If, however, Company's contention that Section 6(d) was applicable is found to
be correct, all amounts paid by Company as Continuation Benefits shall be
recoverable from Executive plus interest at the rate of interest that Company
could have earned on the amounts paid for such Continuation Benefits.

                    (C) If the Executive does not make payment of the
Continuation Benefits and accrued interest due to Company within 60 days
following the resolution of the dispute for any amounts recoverable by Company,
interest (on the total amount due) shall be due at the lesser of:

                                    (1)      The rate published as the Prime
                                             Rate in the Wall Street Journal
                                             plus one percentage point on the
                                             date of receipt of the Notice of
                                             Termination; or

                                    (2)      The maximum amount of interest
                                             allowed by law.

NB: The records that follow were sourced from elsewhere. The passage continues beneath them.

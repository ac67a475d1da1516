//! Dispatch-statement scanner
//!
//! Locates the `switch (s.PayloadType)` dispatch statement and walks its
//! `case` arms. Each arm associates a string identifier (the case label)
//! with the knob set named after the `Admin` literal inside the arm body.
//! An arm that hits `break` before any `Admin` literal contributes nothing.

use crate::lexer::{unquote, TokenStream};
use crate::model::Identifier;

/// States of the dispatch scanner
#[derive(Debug, Clone, Copy, PartialEq, Eq)]
enum SwitchScanState {
    /// Looking for the `switch (s.PayloadType)` anchor.
    Locate,
    /// Inside the dispatch body, walking case arms.
    Arms,
}

/// Scan the stream for the payload-type dispatch and collect its
/// identifier-to-knob-set associations.
pub fn scan_identifiers(stream: &mut TokenStream) -> Vec<Identifier> {
    let mut identifiers = Vec::new();
    let mut state = SwitchScanState::Locate;
    loop {
        match state {
            SwitchScanState::Locate => {
                let literal = match stream.next_literal() {
                    Some(literal) => literal,
                    None => return identifiers,
                };
                match literal {
                    "loadInitialData" => return identifiers,
                    "switch" => {
                        if stream.next_literal() != Some("s") {
                            continue;
                        }
                        if stream.next_literal() != Some("PayloadType") {
                            continue;
                        }
                        state = SwitchScanState::Arms;
                    }
                    _ => {}
                }
            }
            SwitchScanState::Arms => {
                let literal = match stream.next_literal() {
                    Some(literal) => literal,
                    None => return identifiers,
                };
                match literal {
                    "default" => return identifiers,
                    "case" => {
                        let label = match stream.next_literal() {
                            Some(label) => label,
                            None => return identifiers,
                        };
                        let id = unquote(label).into_value();
                        if let Some(identifier) = read_arm(stream, id) {
                            identifiers.push(identifier);
                        }
                    }
                    _ => {}
                }
            }
        }
    }
}

/// Walk one case arm: `break` abandons it, `Admin` yields the association.
fn read_arm(stream: &mut TokenStream, id: String) -> Option<Identifier> {
    loop {
        let literal = stream.next_literal()?;
        if literal == "break" {
            return None;
        }
        if literal == "Admin" {
            let knob_set_name = stream.next_literal()?.to_string();
            return Some(Identifier { knob_set_name, id });
        }
    }
}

                  (D) If the Company does not pay any amount due to the
Executive hereunder within the time provided, then in addition to such amount,
Company shall pay Executive an amount of interest (on the total amount due) at
the lesser of:

                           (1)      The rate published as the Prime Rate in the
                                    Wall Street Journal plus one percentage
                                    point on the date such payment is due; or

                           (2)      The maximum amount of interest allowed by
                                    law.

9. Limitation on Termination Payment.

               (a) Determination of Termination Payment Limit. Notwithstanding
any other provision of this Agreement, if any portion of the Severance Amount or
any other payment under this Agreement, or under any other agreement with or
plan of the Company (in the aggregate "TOTAL PAYMENTS") would constitute an
Excess Parachute Payment, then the payments to be made to the Executive under
this Agreement shall be reduced such that the value of the aggregate Total
Payments that the Executive is entitled to receive shall be one dollar ($1) less
than the maximum amount which the Executive may receive without becoming subject
to the tax imposed by Section 4999 of the Code, or which the Company may pay
without loss of deduction under Section 280G(a) of the Code. However, the
payments to be made to the Executive under this Agreement shall be reduced if
and only if so reducing the payments results in the Executive receiving a
greater net Severance Amount than he would have received had a reduction not
occurred and an excise tax been paid pursuant to Code Section 4999. For purposes
of this Agreement, the terms "EXCESS PARACHUTE PAYMENT" and "PARACHUTE PAYMENTS"
shall have the meanings assigned to them in Section 280G of the Code, and such
Parachute Payments shall be valued as provided therein.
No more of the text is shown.